Judging from the reception the demo's gotten from players, you probably don't need to worry.
The game itself is so fun. Once you have the leash and can grab dudes from across the screen and slide into them? We went back to playing Call of Duty and it felt like slow-motion drudgery. I want to get a guy from far away with the leash, but then it’s like “Oh, I have to wait to kill him. I have to hold the sniper rifle and sit here and hold it steady, and—oh, somebody stabbed me." [Laughs.]

In the past year or so, a lot of high-profile writers have done video games. Do you have any hopes for a writing renaissance for video games?
The difficult thing I find is that if you’re writing a story for the sake of writing a story, it might not be a fun video game. Working on Dead Space and Bulletstorm, the story has always taken the B and C chairs to the A chair of gameplay. If this were Fear Agent fiction, it wouldn’t play out this way. But for a video game it works. I’ve played games that were critically acclaimed games and people tell me the story is so good, and there are points in those games where I’ve been bored out of my mind. And there have been super-fun games where the writing makes you wanna turn the volume off. But at the core of it, these things need to be hooky and fun.

Are there any kinds of DLC or plans to continue the universe of Bulletstorm?
There are lots of conversations happening. The fact that the game has gone gold and orders are as strong as they are and reaction is building as well as it is bodes well. Obviously, the game could come out and people could hate it, it could falter, and all these conversations could be for naught. At this stage, there's lots of talk.

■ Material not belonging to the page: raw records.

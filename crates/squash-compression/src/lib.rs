//! Compression algorithm adapter for squash
//!
//! This crate turns an algorithm selection into something a compression pass
//! can call without caring where the bytes come from:
//!
//! - **Named algorithms**: `gzip`, `deflate`, `deflateRaw`, `brotliCompress`, `zstdCompress`
//! - **Default tuning**: best-compression defaults, shallow-merged under caller options
//! - **Custom algorithms**: async functions with a stable identifier
//! - **Output normalization**: every result becomes a shared byte buffer
//!
//! # Examples
//!
//! ```rust
//! use squash_compression::{AlgorithmAdapter, AlgorithmSpec};
//! use squash_types::{Bytes, CompressionOptions};
//!
//! # tokio_test::block_on(async {
//! let adapter = AlgorithmAdapter::new(AlgorithmSpec::named("gzip"), CompressionOptions::new())?;
//! let compressed = adapter.compress(Bytes::from(vec![0u8; 1024])).await?;
//! assert!(compressed.len() < 1024);
//! # Ok::<(), squash_types::Error>(())
//! # });
//! ```

#![deny(missing_docs)]
#![warn(clippy::all, clippy::pedantic, clippy::nursery)]
#![allow(clippy::module_name_repetitions)]

pub mod adapter;
pub mod algorithms;


// Re-export main types
pub use adapter::{
    AlgorithmAdapter, AlgorithmOutput, AlgorithmSpec, BoxError, CompressFuture, CustomAlgorithm,
};
pub use algorithms::{Algorithm, AlgorithmImpl};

In the meantime, have you been approached by other companies for other projects? Anything you want to announce or unveil?
I can’t. I’ve turned down everything that's coming at me now. If there were to be more Bulletstorm, I would want to set aside some schedule time for that. I truly enjoyed the process and working with everybody. It’s been tremendous. Between this and Dead Space piled on each other, I didn't ever anticipate that I’d have a big career writing games.